Besides helping you to understand how different factors relate to each other, regression analysis can be used to predict the value of one variable if you know the values of the factors that you think affect that variable. For example, with regression analysis, you can get a fairly good idea of roughly how much output your crop will yield next month under different scenarios (a lot of rain, few days of sun, and so on) based on historical data that you’ve collected. That is the magic of statistical analysis.
In the real world, knowing not only the direction of the effect of a given factor on another (positively or negatively), but also the approximate size of that effect, can be extremely valuable. In a sense, many decisions in business, sports, public policy, and life involve questions about the unknown effect of changing one factor. Will adding the special supplement cause your crop output to increase? Will revenues increase if we raise ticket prices, and if so, by how much?

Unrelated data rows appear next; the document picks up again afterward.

#[cfg(test)]
mod tests {
    use std::time::Duration;

    use super::*;

    fn ms(n: u64) -> Duration {
        Duration::from_millis(n)
    }

    fn shampoo() -> Product {
        Product {
            id: "shampoo".into(),
            name: "Shampoo".into(),
            price_per_gram: 10,
            original_price: Some(12_000),
            original_gram: Some(500),
        }
    }

    fn steps(events: &[RefillEvent]) -> Vec<RefillStep> {
        events
            .iter()
            .filter_map(|e| match e {
                RefillEvent::StepChanged { to, .. } => Some(*to),
                _ => None,
            })
            .collect()
    }

    /// A machine sitting in EmptyContainer with a connected scale.
    fn at_empty_container(t0: Instant) -> RefillMachine {
        let mut machine = RefillMachine::new(RefillConfig::default(), t0);
        machine.set_scale_connected(true, t0);
        machine.poll(t0 + ms(2_000));
        assert_eq!(machine.step(), RefillStep::EmptyContainer);
        machine.drain_events();
        machine
    }

    /// A machine sitting in FillProduct with a 50 g bottle tared.
    fn at_fill_product(t0: Instant) -> (RefillMachine, Instant) {
        let mut machine = at_empty_container(t0);
        let t = t0 + ms(2_000);
        machine.observe_weight(50, t);
        machine.confirm_tare(t + ms(1_000)).unwrap();
        let t = t + ms(4_000);
        machine.poll(t);
        assert_eq!(machine.step(), RefillStep::FillProduct);
        machine.drain_events();
        (machine, t)
    }

    #[test]
    fn welcome_goes_to_connect_scale_without_scale() {
        let t0 = Instant::now();
        let mut machine = RefillMachine::new(RefillConfig::default(), t0);
        assert_eq!(machine.step(), RefillStep::Welcome);

        machine.poll(t0 + ms(1_999));
        assert_eq!(machine.step(), RefillStep::Welcome);
        machine.poll(t0 + ms(2_000));
        assert_eq!(machine.step(), RefillStep::ConnectScale);
        assert_eq!(machine.next_deadline(), Some(t0 + ms(300_000)));

        machine.set_scale_connected(true, t0 + ms(5_000));
        assert_eq!(machine.step(), RefillStep::EmptyContainer);
        assert_eq!(
            steps(&machine.drain_events()),
            vec![RefillStep::ConnectScale, RefillStep::EmptyContainer]
        );
    }

    #[test]
    fn welcome_skips_connect_when_scale_present() {
        let t0 = Instant::now();
        let mut machine = RefillMachine::new(RefillConfig::default(), t0);
        machine.set_scale_connected(true, t0);
        assert_eq!(machine.step(), RefillStep::Welcome);
        machine.poll(t0 + ms(2_000));
        assert_eq!(machine.step(), RefillStep::EmptyContainer);
    }

    #[test]
    fn tare_enables_exactly_at_window_end() {
        let t0 = Instant::now();
        let mut machine = at_empty_container(t0);
        let t = t0 + ms(3_000);
        machine.observe_weight(48, t);
        assert_eq!(machine.next_deadline(), Some(t + ms(1_000)));

        machine.poll(t + ms(999));
        assert!(!machine.confirm_enabled());
        assert_eq!(machine.confirm_tare(t + ms(999)), Err(RefillError::NotStable));

        machine.poll(t + ms(1_000));
        assert!(machine.confirm_enabled());
        machine.poll(t + ms(1_500));
        let enabled: Vec<_> = machine
            .drain_events()
            .into_iter()
            .filter(|e| matches!(e, RefillEvent::ConfirmAvailability { enabled: true, .. }))
            .collect();
        assert_eq!(enabled.len(), 1);
    }

    #[test]
    fn zero_weight_never_enables_tare() {
        let t0 = Instant::now();
        let mut machine = at_empty_container(t0);
        machine.observe_weight(0, t0 + ms(2_000));
        machine.poll(t0 + ms(60_000));
        assert!(!machine.confirm_enabled());
    }

    #[test]
    fn weight_already_on_scale_arms_on_entry() {
        let t0 = Instant::now();
        let mut machine = RefillMachine::new(RefillConfig::default(), t0);
        machine.set_scale_connected(true, t0);
        machine.observe_weight(60, t0 + ms(500));
        machine.poll(t0 + ms(2_000));
        assert_eq!(machine.step(), RefillStep::EmptyContainer);
        machine.poll(t0 + ms(3_000));
        assert!(machine.confirm_enabled());
    }

    #[test]
    fn weight_change_disables_confirm() {
        let t0 = Instant::now();
        let mut machine = at_empty_container(t0);
        let t = t0 + ms(2_000);
        machine.observe_weight(48, t);
        machine.poll(t + ms(1_000));
        assert!(machine.confirm_enabled());

        machine.observe_weight(52, t + ms(1_200));
        assert!(!machine.confirm_enabled());
        assert!(machine.drain_events().contains(&RefillEvent::ConfirmAvailability {
            step: RefillStep::EmptyContainer,
            enabled: false,
        }));
        machine.poll(t + ms(2_200));
        assert!(machine.confirm_enabled());
        assert_eq!(machine.confirm_tare(t + ms(2_200)), Ok(52));
    }

    #[test]
    fn tare_then_fill_after_delay() {
        let t0 = Instant::now();
        let mut machine = at_empty_container(t0);
        let t = t0 + ms(2_000);
        machine.observe_weight(50, t);
        assert_eq!(machine.confirm_tare(t + ms(1_000)), Ok(50));
        assert_eq!(machine.step(), RefillStep::TareWeight);
        assert_eq!(machine.session().bottle_weight, Some(50));

        machine.poll(t + ms(3_999));
        assert_eq!(machine.step(), RefillStep::TareWeight);
        machine.poll(t + ms(4_000));
        assert_eq!(machine.step(), RefillStep::FillProduct);
    }

    #[test]
    fn fill_never_enables_at_or_below_bottle_weight() {
        let t0 = Instant::now();
        let (mut machine, t) = at_fill_product(t0);
        machine.poll(t + ms(10_000));
        assert!(!machine.confirm_enabled());

        machine.observe_weight(40, t + ms(10_000));
        machine.poll(t + ms(30_000));
        assert!(!machine.confirm_enabled());
        assert_eq!(machine.price_preview(), None);
        assert_eq!(
            machine.confirm_fill(t + ms(30_000)),
            Err(RefillError::NotStable)
        );
    }

    #[test]
    fn fill_prices_the_refill() {
        let t0 = Instant::now();
        let (mut machine, t) = at_fill_product(t0);
        machine.select_product(shampoo(), t);
        machine.set_purchase_container(true, t);
        machine.observe_weight(250, t);
        assert_eq!(machine.price_preview(), Some(2_500));
        machine.poll(t + ms(1_000));

        let checkout = machine.confirm_fill(t + ms(1_000)).unwrap();
        assert_eq!(checkout.fill_weight, 200);
        assert_eq!(checkout.container_fee, 500);
        assert_eq!(checkout.total_price, 2_500);
        assert_eq!(machine.step(), RefillStep::Done);
        assert_eq!(machine.session().combined_weight, Some(250));
        assert_eq!(machine.session().total_price, Some(2_500));
        assert!(
            machine
                .drain_events()
                .iter()
                .any(|e| matches!(e, RefillEvent::Completed { .. }))
        );
        assert_eq!(machine.next_deadline(), Some(t + ms(301_000)));
    }

    #[test]
    fn fill_without_product_is_refused() {
        let t0 = Instant::now();
        let (mut machine, t) = at_fill_product(t0);
        machine.observe_weight(250, t);
        assert_eq!(
            machine.confirm_fill(t + ms(1_000)),
            Err(RefillError::NoProductSelected)
        );
        assert_eq!(machine.step(), RefillStep::FillProduct);
    }

    #[test]
    fn confirm_in_wrong_step_is_refused() {
        let t0 = Instant::now();
        let mut machine = RefillMachine::new(RefillConfig::default(), t0);
        assert_eq!(
            machine.confirm_fill(t0),
            Err(RefillError::WrongStep {
                expected: RefillStep::FillProduct,
                actual: RefillStep::Welcome,
            })
        );
    }

    #[test]
    fn tare_timer_is_dropped_by_reset() {
        let t0 = Instant::now();
        let mut machine = at_empty_container(t0);
        let t = t0 + ms(2_000);
        machine.observe_weight(50, t);
        machine.confirm_tare(t + ms(1_000)).unwrap();

        machine.reset(ResetCause::Requested, t + ms(1_500));
        // The tare delay would have fired here; the welcome dwell has not.
        machine.poll(t + ms(3_400));
        assert_eq!(machine.step(), RefillStep::Welcome);
    }

    #[test]
    fn reset_clears_session_from_any_step() {
        let t0 = Instant::now();
        let (mut machine, t) = at_fill_product(t0);
        machine.select_product(shampoo(), t);
        machine.set_purchase_container(true, t);

        machine.reset(ResetCause::Requested, t);
        assert_eq!(machine.step(), RefillStep::Welcome);
        assert_eq!(*machine.session(), RefillSession::default());
        assert!(
            machine
                .drain_events()
                .contains(&RefillEvent::SessionReset {
                    cause: ResetCause::Requested
                })
        );
    }

    #[test]
    fn idle_timeout_resets_session() {
        let t0 = Instant::now();
        let mut machine = at_empty_container(t0);
        machine.select_product(shampoo(), t0 + ms(10_000));
        machine.poll(t0 + ms(309_999));
        assert_eq!(machine.step(), RefillStep::EmptyContainer);

        machine.poll(t0 + ms(310_000));
        assert_eq!(machine.step(), RefillStep::Welcome);
        assert_eq!(machine.session().selected_product, None);
    }

    #[test]
    fn disconnect_does_not_move_backwards() {
        let t0 = Instant::now();
        let (mut machine, t) = at_fill_product(t0);
        machine.set_scale_connected(false, t);
        machine.observe_weight(0, t);
        assert_eq!(machine.step(), RefillStep::FillProduct);
        assert!(!machine.snapshot().scale_connected);
    }
}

What are the main determinants of economic growth? Regression analysis can be used to answer these and many other questions.

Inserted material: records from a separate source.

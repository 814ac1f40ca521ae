//! Refill flow: container tare, product fill and pricing.

pub mod driver;
pub mod machine;
pub mod session;
pub mod stability;

pub use driver::RefillHandle;
pub use machine::{
    RefillError, RefillEvent, RefillMachine, RefillSnapshot, RefillStep, ResetCause,
};
pub use session::{Checkout, Product, RefillSession, total_price};
pub use stability::{StabilityFilter, StabilityWindow};
//! Scale discovery on top of bluest.

use std::time::Duration;

use bluest::{Adapter, Device};
use futures_util::StreamExt;
use log::{debug, info};
use regex::Regex;
use tokio_util::sync::CancellationToken;

use crate::core::scale::error::ConnectionError;
use crate::core::scale::types::DiscoveryFilter;

#[derive(Clone)]
pub struct ScaleScanner {
    adapter: Adapter,
    timeout: Duration,
    min_rssi: Option<i16>,
}

impl ScaleScanner {
    pub fn new(adapter: Adapter, timeout: Duration, min_rssi: Option<i16>) -> Self {
        Self {
            adapter,
            timeout,
            min_rssi,
        }
    }

    /// Picks the first device accepted by `filter`, preferring one that is
    /// already connected to the host.
    pub async fn select(
        &self,
        filter: &DiscoveryFilter,
        cancel: &CancellationToken,
    ) -> Result<Device, ConnectionError> {
        if let Some(device) = self.find_connected(filter).await? {
            info!("Using already connected scale {:?}", device.name().ok());
            return Ok(device);
        }
        info!("No connected scale detected");

        info!("Starting bluetooth scan");
        let mut scan_stream = self.adapter.scan(&[]).await?;
        let deadline = tokio::time::sleep(self.timeout);
        tokio::pin!(deadline);

        loop {
            tokio::select! {
                _ = cancel.cancelled() => {
                    info!("Scale selection cancelled.");
                    return Err(ConnectionError::SelectionCancelled);
                }
                _ = &mut deadline => {
                    info!("No matching scale found within {:?}.", self.timeout);
                    return Err(ConnectionError::SelectionCancelled);
                }
                result = scan_stream.next() => {
                    let Some(discovered) = result else {
                        info!("Bluetooth scan stream has ended.");
                        return Err(ConnectionError::SelectionCancelled);
                    };
                    debug!(
                        "Found device - Device: {:?}, RSSI: {:?}",
                        discovered.device, discovered.rssi
                    );
                    let name = discovered
                        .adv_data
                        .local_name
                        .clone()
                        .or_else(|| discovered.device.name().ok());
                    // A paired scale is accepted at any signal strength.
                    let in_range = filter.is_named() || self.in_range(discovered.rssi);
                    if in_range && filter.matches(name.as_deref(), &discovered.adv_data.services) {
                        info!("Selected scale {:?} (RSSI {:?})", name, discovered.rssi);
                        return Ok(discovered.device);
                    }
                }
            }
        }
    }

    async fn find_connected(
        &self,
        filter: &DiscoveryFilter,
    ) -> Result<Option<Device>, ConnectionError> {
        info!("Checking for connected scales");
        let connected = self
            .adapter
            .connected_devices_with_services(&[filter.service])
            .await?;
        Ok(connected.into_iter().find(|device| {
            filter.matches(device.name().ok().as_deref(), &[filter.service])
        }))
    }

    fn in_range(&self, rssi: Option<i16>) -> bool {
        match (self.min_rssi, rssi) {
            (Some(floor), Some(signal)) => signal >= floor,
            _ => true,
        }
    }
}

/// Pulls a MAC address out of a platform device id, if it carries one.
pub fn extract_mac_address(device_id: &str) -> Option<String> {
    let re = Regex::new(r"([0-9A-Fa-f]{2}[:_-]){5}[0-9A-Fa-f]{2}").ok()?;
    re.find_iter(device_id)
        .last()
        .map(|m| m.as_str().replace(['_', '-'], ":").to_uppercase())
}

Although I spend the rest of this chapter highlighting some of the ways regression analysis and other statistical techniques have been used in the business world, I want to add a word of caution. There is an old saying: “There are lies, damn lies, and statistics;” implying that, given enough time and ingenuity, one can prove just about anything with statistics. That overstates things, but there is some truth to the saying. Careful choice of the time periods and the specifications of equations to be estimated can generate the results a particular researcher wants. Or, better yet, in this age of essentially costless computing, it is easier than ever to engage data mining to run regressions mindlessly to see which equations best fit the data and then proclaim that one has found the truth.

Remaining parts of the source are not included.